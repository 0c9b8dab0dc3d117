//! Opaque string identifiers shared by sites, captors and measures.

/// Declares an opaque, string-backed identifier type.
///
/// An empty identifier means "not assigned yet"; stores replace it with a
/// generated one on first save.
macro_rules! opaque_id {
    ($(#[$meta:meta])* $name:ident) => {
        $(#[$meta])*
        #[derive(Debug, Clone, Default, PartialEq, Eq, PartialOrd, Ord, Hash, serde::Serialize, serde::Deserialize)]
        #[serde(transparent)]
        pub struct $name(String);

        impl $name {
            /// Wraps a caller-chosen identifier.
            #[must_use]
            pub fn new(id: impl Into<String>) -> Self {
                Self(id.into())
            }

            /// Creates a fresh random identifier.
            #[must_use]
            pub fn generate() -> Self {
                Self(uuid::Uuid::new_v4().to_string())
            }

            /// The identifier used before a store assigns one.
            #[must_use]
            pub const fn unassigned() -> Self {
                Self(String::new())
            }

            /// Returns true if no identifier has been assigned yet.
            #[must_use]
            pub fn is_unassigned(&self) -> bool {
                self.0.is_empty()
            }

            /// Returns the identifier as a string slice.
            #[must_use]
            pub fn as_str(&self) -> &str {
                &self.0
            }
        }

        impl std::fmt::Display for $name {
            fn fmt(&self, f: &mut std::fmt::Formatter<'_>) -> std::fmt::Result {
                f.write_str(&self.0)
            }
        }

        impl From<&str> for $name {
            fn from(id: &str) -> Self {
                Self::new(id)
            }
        }

        impl From<String> for $name {
            fn from(id: String) -> Self {
                Self(id)
            }
        }
    };
}

pub(crate) use opaque_id;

____________

ASSIGNMENT – If a line in the records includes the string "Returns", copy it.

TASK ANSWER –
            /// Returns true if no identifier has been assigned yet.
            /// Returns the identifier as a string slice.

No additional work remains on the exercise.